В мае 1989 г. мы праздновали свадьбу сына. Присутствовал и отец Александр. Он принес в подарок плетеный деревянный абажур и сказал, что его можно использовать и как шляпу. На этот раз я записывал его слова на магнитофон. Он немного опоздал, мы как раз сдвинули бокалы, и он спросил нас: «Почему люди чокаются?» Не ожидая ответа, сказал: «Люди чокаются в силу того, что это символически заменяет питье из одного сосуда. Сдвигаются сосуды, и получается как бы один — мы пьем из общего. Кстати, поэтому на похоронах это не принято, ибо человек, который с нами не присутствует, он не может с нами пить из одной чаши».
Обращаясь к молодым, он сказал:
— Мы все люди, гомо сапиенсы. Одни желают благополучного завершения квартирных, карьерных и прочих вещей. Другие желают еще чего‑нибудь — ну, разное. Только одно важно — найти и вырастить любовь. Любовь появится у вас примерно месяцев через 16 после совместной жизни. Признак будет: спокойно, без напряжения молчите вместе. Без смущения. Просто спокойно молчите. Это значит — уже есть любовь. Любовь — это когда дышишь другим человеком, как воздухом, и даже иногда этого не замечаешь, но когда этот воздух отнимается, ты начинаешь задыхаться.
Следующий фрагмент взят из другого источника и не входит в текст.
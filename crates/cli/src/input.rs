//! Loading task sets, bank states and configuration from JSON files.

use std::path::Path;
use anyhow::{bail, Context, Result};
use schedsim_core::{Pid, TaskRegistry, Tick};
use schedsim_execution::SimConfig;
use schedsim_safety::{ResourceVector, SafetyState};
use serde::Deserialize;

/// One task as written in a task file. Pids are assigned on load.
#[derive(Debug, Deserialize)]
struct TaskInput {
    #[serde(default)]
    name: String,
    arrival: Tick,
    burst: Tick,
    #[serde(default)]
    priority: i64,
    #[serde(default)]
    holding: String,
    #[serde(default)]
    waiting: String,
}

#[derive(Debug, Deserialize)]
struct BankInput {
    available: ResourceVector,
    #[serde(default)]
    processes: Vec<ProcessInput>,
}

#[derive(Debug, Deserialize)]
struct ProcessInput {
    pid: Pid,
    #[serde(default)]
    allocation: ResourceVector,
    #[serde(default)]
    max_need: ResourceVector,
}

/// Parse a task file body into a registry, numbering tasks in file order.
pub fn parse_tasks(json: &str) -> Result<TaskRegistry> {
    let inputs: Vec<TaskInput> = serde_json::from_str(json).context("Invalid task file")?;

    let mut registry = TaskRegistry::new();
    for input in inputs {
        registry.add(
            &input.name,
            input.arrival,
            input.burst,
            input.priority,
            &input.holding,
            &input.waiting,
        );
    }
    Ok(registry)
}

/// Read and parse a task file.
pub async fn load_tasks(path: &Path) -> Result<TaskRegistry> {
    let content = tokio::fs::read_to_string(path)
        .await
        .with_context(|| format!("Failed to read {}", path.display()))?;
    parse_tasks(&content).with_context(|| format!("Failed to load {}", path.display()))
}

/// Parse a bank state file body.
pub fn parse_bank_state(json: &str) -> Result<SafetyState> {
    let input: BankInput = serde_json::from_str(json).context("Invalid bank state file")?;

    let mut state = SafetyState::new(input.available);
    for process in input.processes {
        let pid = process.pid;
        state
            .add_process(pid, process.allocation, process.max_need)
            .with_context(|| format!("Invalid claim for {pid}"))?;
    }
    Ok(state)
}

/// Read and parse a bank state file.
pub async fn load_bank_state(path: &Path) -> Result<SafetyState> {
    let content = tokio::fs::read_to_string(path)
        .await
        .with_context(|| format!("Failed to read {}", path.display()))?;
    parse_bank_state(&content).with_context(|| format!("Failed to load {}", path.display()))
}

/// Load the configuration file, or the defaults when none is given.
pub async fn load_config(path: Option<&Path>) -> Result<SimConfig> {
    let Some(path) = path else {
        return Ok(SimConfig::default());
    };
    let content = tokio::fs::read_to_string(path)
        .await
        .with_context(|| format!("Failed to read config {}", path.display()))?;
    serde_json::from_str(&content).with_context(|| format!("Invalid config {}", path.display()))
}

/// Parse `A=2,B=1` into a resource vector.
pub fn parse_request(raw: &str) -> Result<ResourceVector> {
    let mut request = ResourceVector::new();
    for part in raw.split(',').map(str::trim).filter(|p| !p.is_empty()) {
        let Some((resource, units)) = part.split_once('=') else {
            bail!("Expected RESOURCE=UNITS, got '{part}'");
        };
        let resource = resource.trim();
        if resource.is_empty() {
            bail!("Missing resource name in '{part}'");
        }
        let units: u64 = units
            .trim()
            .parse()
            .with_context(|| format!("Invalid unit count in '{part}'"))?;
        *request.entry(resource.to_string()).or_insert(0) += units;
    }
    if request.is_empty() {
        bail!("Empty request");
    }
    Ok(request)
}
//! Process identifiers.

use serde::{Deserialize, Serialize};

/// Unique identifier for a simulated process.
///
/// Pids are handed out by a [`TaskRegistry`](crate::TaskRegistry) and are
/// never mutated afterwards. Ordering is numeric, which is what every
/// deterministic scan in the workspace relies on.
#[derive(Debug, Clone, Copy, PartialEq, Eq, PartialOrd, Ord, Hash, Serialize, Deserialize)]
#[serde(transparent)]
pub struct Pid(u32);

impl Pid {
    /// Wrap a raw pid value.
    pub const fn new(raw: u32) -> Self {
        Self(raw)
    }

    /// Raw numeric value.
    pub const fn get(self) -> u32 {
        self.0
    }
}

impl From<u32> for Pid {
    fn from(raw: u32) -> Self {
        Self(raw)
    }
}

impl std::fmt::Display for Pid {
    fn fmt(&self, f: &mut std::fmt::Formatter<'_>) -> std::fmt::Result {
        write!(f, "P{}", self.0)
    }
}

impl std::str::FromStr for Pid {
    type Err = std::num::ParseIntError;

    /// Accepts both `3` and `P3`.
    fn from_str(s: &str) -> Result<Self, Self::Err> {
        let s = s.trim();
        let digits = s.strip_prefix(['P', 'p']).unwrap_or(s);
        Ok(Self(digits.parse()?))
    }
}
//! Caller-side task registry.
//!
//! The scheduling components never hand out pids themselves; they only
//! require that the pids they are given are unique. The registry is where
//! that uniqueness comes from.

use std::collections::HashSet;
use crate::error::{CoreError, Result};
use crate::{Pid, Task, Tick};

/// Owns the editable task list and the monotonic pid counter.
#[derive(Debug, Clone)]
pub struct TaskRegistry {
    tasks: Vec<Task>,
    next_pid: u32,
}

impl TaskRegistry {
    /// Create an empty registry. The first pid handed out is 1.
    pub fn new() -> Self {
        Self {
            tasks: Vec::new(),
            next_pid: 1,
        }
    }

    /// Register a new task and return its pid.
    ///
    /// A blank name defaults to `P<pid>`. Blank resource names mean
    /// "none"; arrival and burst are clamped like [`Task::new`].
    pub fn add(
        &mut self,
        name: &str,
        arrival: Tick,
        burst: Tick,
        priority: i64,
        holding: &str,
        waiting: &str,
    ) -> Pid {
        let pid = Pid::new(self.next_pid);
        self.next_pid += 1;

        let name = match name.trim() {
            "" => pid.to_string(),
            n => n.to_string(),
        };
        let task = Task::new(pid, name, arrival, burst)
            .with_priority(priority)
            .with_holding(holding)
            .with_waiting(waiting);
        self.tasks.push(task);
        pid
    }

    /// Insert a fully formed task, keeping the counter ahead of its pid.
    pub fn insert(&mut self, task: Task) -> Result<()> {
        if self.get(task.pid).is_some() {
            return Err(CoreError::InvalidTask {
                pid: task.pid,
                reason: "duplicate pid".to_string(),
            });
        }
        self.next_pid = self.next_pid.max(task.pid.get() + 1);
        self.tasks.push(task);
        Ok(())
    }

    /// Remove a task. Its pid is not handed out again.
    pub fn remove(&mut self, pid: Pid) -> Option<Task> {
        let idx = self.tasks.iter().position(|t| t.pid == pid)?;
        Some(self.tasks.remove(idx))
    }

    /// Drop every task and restart numbering at 1.
    pub fn clear(&mut self) {
        self.tasks.clear();
        self.next_pid = 1;
    }

    /// Get a task by pid.
    pub fn get(&self, pid: Pid) -> Option<&Task> {
        self.tasks.iter().find(|t| t.pid == pid)
    }

    /// Get a task for editing between runs.
    pub fn get_mut(&mut self, pid: Pid) -> Option<&mut Task> {
        self.tasks.iter_mut().find(|t| t.pid == pid)
    }

    /// Tasks in insertion order.
    pub fn tasks(&self) -> &[Task] {
        &self.tasks
    }

    /// Number of registered tasks.
    pub fn len(&self) -> usize {
        self.tasks.len()
    }

    /// Whether no task is registered.
    pub fn is_empty(&self) -> bool {
        self.tasks.is_empty()
    }

    /// Owned copy handed to a simulation run.
    pub fn snapshot(&self) -> Vec<Task> {
        self.tasks.clone()
    }

    /// Copy derived fields from an annotated snapshot back into the registry.
    ///
    /// Tasks that were removed in the meantime are skipped.
    pub fn absorb_results(&mut self, annotated: &[Task]) {
        for result in annotated {
            if let Some(task) = self.get_mut(result.pid) {
                task.copy_derived_from(result);
            }
        }
    }
}

impl Default for TaskRegistry {
    fn default() -> Self {
        Self::new()
    }
}

/// Check that every pid in `tasks` is unique.
pub fn ensure_unique_pids(tasks: &[Task]) -> Result<()> {
    let mut seen = HashSet::with_capacity(tasks.len());
    for task in tasks {
        if !seen.insert(task.pid) {
            return Err(CoreError::InvalidTask {
                pid: task.pid,
                reason: "duplicate pid".to_string(),
            });
        }
    }
    Ok(())
}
С каждым годом она должна вырастать, и это бесконечно прекрасно. Это сложный очень процесс, но замечательный. На свете нет ничего из земных вещей более стоящего, чем любовь. Всё остальное — пыль дорожная… Не придавайте значения мелочам. Жизнь коротка. В вечности будут другие приключения, а вот в этой жизни надо, чтобы было поинтересней.
Потом он стал рассказывать о себе:
— Четвертый десяток уже живу семейной жизнью, причем она мне доставляла больше радости, чем неприятностей. И никогда я не жалел, хотя я не могу сказать, что у нас не было каких‑то проблем — они всегда были, есть и будут. Единственно, что я понял, что это прогрессирующий, так сказать, процесс — в хорошем смысле. Про–гре–ссирующий. И если мне сейчас предложили бы вернуться на 30 лет назад, я бы ни за что не согласился. Все отношения тогда были более поверхностными, менее интересными. И вообще — всё не то. Всё не то! Не променял бы. Не знаю, как бы подумала моя жена — она здесь не может присутствовать по техническим причинам и передает вам поздравление из больницы № 15 и всё остальное. Может быть, у нее другая концепция. Я‑то ведь человек легкомысленный.
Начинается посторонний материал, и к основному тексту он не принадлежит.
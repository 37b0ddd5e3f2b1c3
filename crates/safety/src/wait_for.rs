//! Wait-for graph construction and cycle search.

use std::collections::{BTreeMap, BTreeSet, HashMap};
use schedsim_core::{Pid, ResourceId, Task};
use serde::{Deserialize, Serialize};

/// `from` is blocked on `resource`, which `to` currently holds.
#[derive(Debug, Clone, PartialEq, Eq, Serialize, Deserialize)]
pub struct WaitEdge {
    /// Waiting task
    pub from: Pid,
    /// Holding task
    pub to: Pid,
    /// Resource in contention
    pub resource: ResourceId,
}

/// Directed graph with an edge `u → v` whenever task `u` waits on a resource
/// held by task `v`.
///
/// Every task is a node, including tasks with no claims. Successors are kept
/// sorted so traversals are reproducible.
#[derive(Debug, Clone, Default)]
pub struct WaitForGraph {
    adjacency: BTreeMap<Pid, BTreeSet<Pid>>,
    edges: Vec<WaitEdge>,
}

#[derive(Debug, Clone, Copy, PartialEq, Eq)]
enum VisitState {
    Unvisited,
    OnPath,
    Done,
}

impl WaitForGraph {
    /// Build the graph from the `holding`/`waiting` fields of `tasks`.
    ///
    /// A resource may have several holders; a waiter gets an edge to each of
    /// them except itself.
    pub fn build(tasks: &[Task]) -> Self {
        let mut holders: HashMap<&str, Vec<Pid>> = HashMap::new();
        for task in tasks {
            if let Some(resource) = task.holding.as_deref().map(str::trim).filter(|r| !r.is_empty()) {
                holders.entry(resource).or_default().push(task.pid);
            }
        }

        let mut graph = Self {
            adjacency: tasks.iter().map(|t| (t.pid, BTreeSet::new())).collect(),
            edges: Vec::new(),
        };

        for task in tasks {
            let Some(resource) = task.waiting.as_deref().map(str::trim).filter(|r| !r.is_empty()) else {
                continue;
            };
            let Some(owners) = holders.get(resource) else {
                continue;
            };
            for &owner in owners.iter().filter(|&&o| o != task.pid) {
                if graph.adjacency.entry(task.pid).or_default().insert(owner) {
                    graph.edges.push(WaitEdge {
                        from: task.pid,
                        to: owner,
                        resource: resource.to_string(),
                    });
                }
            }
        }

        graph
    }

    /// Nodes in ascending pid order.
    pub fn nodes(&self) -> impl Iterator<Item = Pid> + '_ {
        self.adjacency.keys().copied()
    }

    /// Tasks that `pid` waits on, in ascending pid order.
    pub fn successors(&self, pid: Pid) -> impl Iterator<Item = Pid> + '_ {
        self.adjacency.get(&pid).into_iter().flatten().copied()
    }

    /// Edges in construction order.
    pub fn edges(&self) -> &[WaitEdge] {
        &self.edges
    }

    /// Whether the graph has no nodes.
    pub fn is_empty(&self) -> bool {
        self.adjacency.is_empty()
    }

    /// First cycle found by a depth-first search from each unvisited node in
    /// ascending pid order.
    ///
    /// The cycle is returned in traversal order, starting at the node the
    /// search closed the loop on.
    pub fn find_cycle(&self) -> Option<Vec<Pid>> {
        let mut state: BTreeMap<Pid, VisitState> = self
            .adjacency
            .keys()
            .map(|&pid| (pid, VisitState::Unvisited))
            .collect();

        for &root in self.adjacency.keys() {
            if state.get(&root) != Some(&VisitState::Unvisited) {
                continue;
            }
            let (found, next_state) = self.walk_from(root, state);
            state = next_state;
            if found.is_some() {
                return found;
            }
        }

        None
    }

    /// Iterative DFS from `root`. Takes the visit-state map by value and
    /// hands it back updated, together with the cycle if one was closed.
    fn walk_from(
        &self,
        root: Pid,
        mut state: BTreeMap<Pid, VisitState>,
    ) -> (Option<Vec<Pid>>, BTreeMap<Pid, VisitState>) {
        let mut path: Vec<Pid> = vec![root];
        let mut frames = vec![self.successors(root)];
        state.insert(root, VisitState::OnPath);

        while let Some(frame) = frames.last_mut() {
            let Some(next) = frame.next() else {
                frames.pop();
                if let Some(done) = path.pop() {
                    state.insert(done, VisitState::Done);
                }
                continue;
            };

            match state.get(&next).copied().unwrap_or(VisitState::Unvisited) {
                VisitState::OnPath => {
                    let cycle = path
                        .iter()
                        .position(|&p| p == next)
                        .map(|start| path[start..].to_vec());
                    return (cycle, state);
                }
                VisitState::Unvisited => {
                    state.insert(next, VisitState::OnPath);
                    path.push(next);
                    frames.push(self.successors(next));
                }
                VisitState::Done => {}
            }
        }

        (None, state)
    }
}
Последнее замечание было покрыто взрывом хохота. Между тем отец потом продолжил рассказ о своей семейной жизни, которая поначалу проходила в трудных условиях:
— Я вам скажу, когда стало легче. Когда же стало легче? В общем мы жили в жутких условиях внешних. Мы жили в крошечной комнатушке, где всегда стояла вода на стенах и зимой лед. И мы получали на троих (вместе с дочерью) сто рублей. Но, правда, мясо стоило дешево. Мы жили очень сжато, но зато интересно. Нет, мы жили очень хорошо, хотя мы были очень разными. Но у меня никогда не возникало мысли, что не стоило вообще жениться. Я всегда думал, что это лучше, чем быть одному.
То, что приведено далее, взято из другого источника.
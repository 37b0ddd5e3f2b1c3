//! Timeline application and aggregate metrics.

use std::collections::HashMap;
use schedsim_core::{Pid, Task, TaskStatus, Tick, Timeline};
use serde::{Deserialize, Serialize};
use tracing::debug;

/// Aggregate statistics for one scheduling run.
#[derive(Debug, Clone, Copy, Default, PartialEq, Serialize, Deserialize)]
pub struct Metrics {
    /// Mean waiting time over scheduled tasks
    pub avg_wait: f64,
    /// Mean turnaround time over scheduled tasks
    pub avg_tat: f64,
    /// Busy share of the timeline span, in percent
    pub cpu_util: f64,
    /// Scheduled tasks per tick of span
    pub throughput: f64,
    /// Sum of all segment durations
    pub total_exec: Tick,
}

/// Write the derived fields of `tasks` from `timeline`, in place.
///
/// This is the only writer of `start`, `completion`, `waiting_time`,
/// `turnaround` and `status`. Every task is reset first, so a task missing
/// from the timeline ends up `Waiting` with no timings. Segments for pids
/// that are not in `tasks` are skipped.
pub fn apply_timeline(tasks: &mut [Task], timeline: &Timeline) {
    for task in tasks.iter_mut() {
        task.reset_derived();
    }

    let index: HashMap<Pid, usize> = tasks
        .iter()
        .enumerate()
        .map(|(i, t)| (t.pid, i))
        .collect();

    for seg in timeline {
        let Some(&i) = index.get(&seg.pid) else {
            continue;
        };
        let task = &mut tasks[i];
        if task.start.is_none() {
            task.start = Some(seg.start);
        }
        task.completion = Some(task.completion.map_or(seg.end, |c| c.max(seg.end)));
        task.status = TaskStatus::Completed;
    }

    for task in tasks.iter_mut() {
        if task.start.is_none() {
            continue;
        }
        if let Some(completion) = task.completion {
            task.waiting_time = Some(completion - task.arrival - task.effective_burst());
            task.turnaround = Some(completion - task.arrival);
        }
    }
}

/// Copy-on-call variant of [`apply_timeline`].
pub fn annotated(tasks: &[Task], timeline: &Timeline) -> Vec<Task> {
    let mut copy = tasks.to_vec();
    apply_timeline(&mut copy, timeline);
    copy
}

/// Apply `timeline` to `tasks` and compute the aggregate statistics.
///
/// The span used for utilisation and throughput is never below one tick,
/// so an empty timeline yields all zeros instead of dividing by zero.
pub fn compute_metrics(tasks: &mut [Task], timeline: &Timeline) -> Metrics {
    apply_timeline(tasks, timeline);

    let scheduled: Vec<&Task> = tasks.iter().filter(|t| t.start.is_some()).collect();
    let n = scheduled.len();

    let total_wait: Tick = scheduled.iter().filter_map(|t| t.waiting_time).sum();
    let total_tat: Tick = scheduled.iter().filter_map(|t| t.turnaround).sum();

    let total_exec = timeline.total_exec();
    let total_time = timeline.span().max(1);

    let (avg_wait, avg_tat) = if n > 0 {
        (total_wait as f64 / n as f64, total_tat as f64 / n as f64)
    } else {
        (0.0, 0.0)
    };

    let metrics = Metrics {
        avg_wait,
        avg_tat,
        cpu_util: total_exec as f64 / total_time as f64 * 100.0,
        throughput: n as f64 / total_time as f64,
        total_exec,
    };

    debug!(
        "Metrics over {} scheduled tasks: avg_wait={:.2} avg_tat={:.2} util={:.1}%",
        n, metrics.avg_wait, metrics.avg_tat, metrics.cpu_util
    );

    metrics
}

#[cfg(test)]
mod tests {
    use super::*;
    use schedsim_core::Segment;

    fn tasks() -> Vec<Task> {
        vec![
            Task::new(Pid::new(1), "P1", 0, 5),
            Task::new(Pid::new(2), "P2", 1, 3),
        ]
    }

    fn tl(raw: &[(u32, Tick, Tick)]) -> Timeline {
        raw.iter().copied().map(Segment::from).collect()
    }

    #[test]
    fn test_fcfs_scenario_metrics() {
        let mut tasks = tasks();
        let metrics = compute_metrics(&mut tasks, &tl(&[(1, 0, 5), (2, 5, 8)]));

        assert_eq!(tasks[0].waiting_time, Some(0));
        assert_eq!(tasks[1].waiting_time, Some(4));
        assert_eq!(tasks[1].turnaround, Some(7));
        assert_eq!(metrics.avg_wait, 2.0);
        assert_eq!(metrics.avg_tat, 6.0);
        assert_eq!(metrics.total_exec, 8);
        assert_eq!(metrics.cpu_util, 100.0);
        assert_eq!(metrics.throughput, 2.0 / 8.0);
    }

    #[test]
    fn test_preempted_task_keeps_first_start() {
        let mut tasks = tasks();
        apply_timeline(&mut tasks, &tl(&[(1, 0, 1), (2, 1, 4), (1, 4, 8)]));

        assert_eq!(tasks[0].start, Some(0));
        assert_eq!(tasks[0].completion, Some(8));
        assert_eq!(tasks[0].waiting_time, Some(3));
        assert_eq!(tasks[1].waiting_time, Some(0));
        assert_eq!(tasks[0].status, TaskStatus::Completed);
    }

    #[test]
    fn test_stale_fields_are_reset() {
        let mut tasks = tasks();
        apply_timeline(&mut tasks, &tl(&[(1, 0, 5), (2, 5, 8)]));
        apply_timeline(&mut tasks, &tl(&[(1, 0, 5)]));

        assert_eq!(tasks[1].status, TaskStatus::Waiting);
        assert!(tasks[1].start.is_none());
        assert!(tasks[1].waiting_time.is_none());
    }

    #[test]
    fn test_empty_timeline_yields_zeros() {
        let mut tasks = tasks();
        let metrics = compute_metrics(&mut tasks, &Timeline::new());
        assert_eq!(metrics, Metrics::default());
    }

    #[test]
    fn test_idle_gap_lowers_utilisation() {
        let mut tasks = vec![
            Task::new(Pid::new(1), "P1", 0, 2),
            Task::new(Pid::new(2), "P2", 4, 2),
        ];
        let metrics = compute_metrics(&mut tasks, &tl(&[(1, 0, 2), (2, 4, 6)]));
        assert_eq!(metrics.total_exec, 4);
        assert!((metrics.cpu_util - 200.0 / 3.0).abs() < 1e-9);
    }

    #[test]
    fn test_unknown_pid_segment_is_ignored() {
        let tasks = tasks();
        let annotated = annotated(&tasks, &tl(&[(9, 0, 2), (1, 2, 7)]));
        assert_eq!(annotated[0].start, Some(2));
        assert_eq!(annotated[1].status, TaskStatus::Waiting);
        // the input snapshot is untouched
        assert!(tasks[0].start.is_none());
    }

    #[test]
    fn test_zero_burst_waits_like_one_tick_burst() {
        let mut zero = Task::new(Pid::new(1), "P1", 2, 1);
        zero.burst = 0;
        let mut tasks = vec![zero];
        let metrics = compute_metrics(&mut tasks, &tl(&[(1, 2, 3)]));

        assert_eq!(tasks[0].waiting_time, Some(0));
        assert_eq!(tasks[0].turnaround, Some(1));
        assert_eq!(metrics.avg_wait, 0.0);
    }

    #[test]
    fn test_metrics_serialize() {
        let json = serde_json::to_value(Metrics::default()).unwrap();
        assert_eq!(json["total_exec"], 0);
        assert!(json.get("cpu_util").is_some());
    }
}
Всю жизнь власти светские и духовные преследовали его. Его свободомыслие было для них неприемлемо и подозрительно. Поэтому доступ за границу был для него закрыт. Лишь к концу 80–х он перестал быть «невыездным».
Первая его поездка была в Польшу. Когда он вернулся, я спросил о его впечатлениях. Он рассказал о катехизации, о малых группах, об изучении Писания и добавил: «У нас всё это есть». Но «у нас» это было только у него, в Новой Деревне. Он независимо от Запада, а иногда и раньше Запада, стал применять эти формы духовного просвещения (теперь это стало обычным и достаточно распространенным в России).
Его наперебой приглашали во многие страны. Но он всегда ехал за границу неохотно, возвращался раньше срока. «Что там делать? — говорил он. — Мы нужны здесь». Он считал, что мы не случайно рождены в России: здесь мы должны реализовать себя, здесь наше несжатое поле. Человек впитывает в себя воздух своей страны, и это как бы определяет его внутренний состав. Человек пускает корни, и попытка пересадки в другую почву, особенно в зрелом возрасте, для него небезопасна. Он не одобрял эмиграции своих прихожан (во всяком случае соглашался с ней неохотно), но если видел, что таково желание и воля человека, не препятствовал этому. Он всегда уважал чужой выбор.
Его эрудиция, казалось, не имела пределов. В 1990 г. его пригласили на симпозиум в ФРГ. Перед отъездом я его спросил: «Какая тема симпозиума?» «А не все ли равно?» — ответил он. В этом не было никакой рисовки. Ему действительно было все равно. Вернувшись, он снова сказал: «Чего мы там не видели? Мы нужны здесь. Есть там, конечно, очень красивые места, — например, природа в Шварцвальде. Но вообще наше место здесь. Я всегда очень неохотно еду. Приглашают — я еду, а так бы не поехал».
Каждая его проповедь, каждое выступление были шедевром. Они мгновенно проникали в сердца. То, что он говорил, как бы рождалось у тебя на глазах, как Афродита из пены. Это была живая, пульсирующая мысль.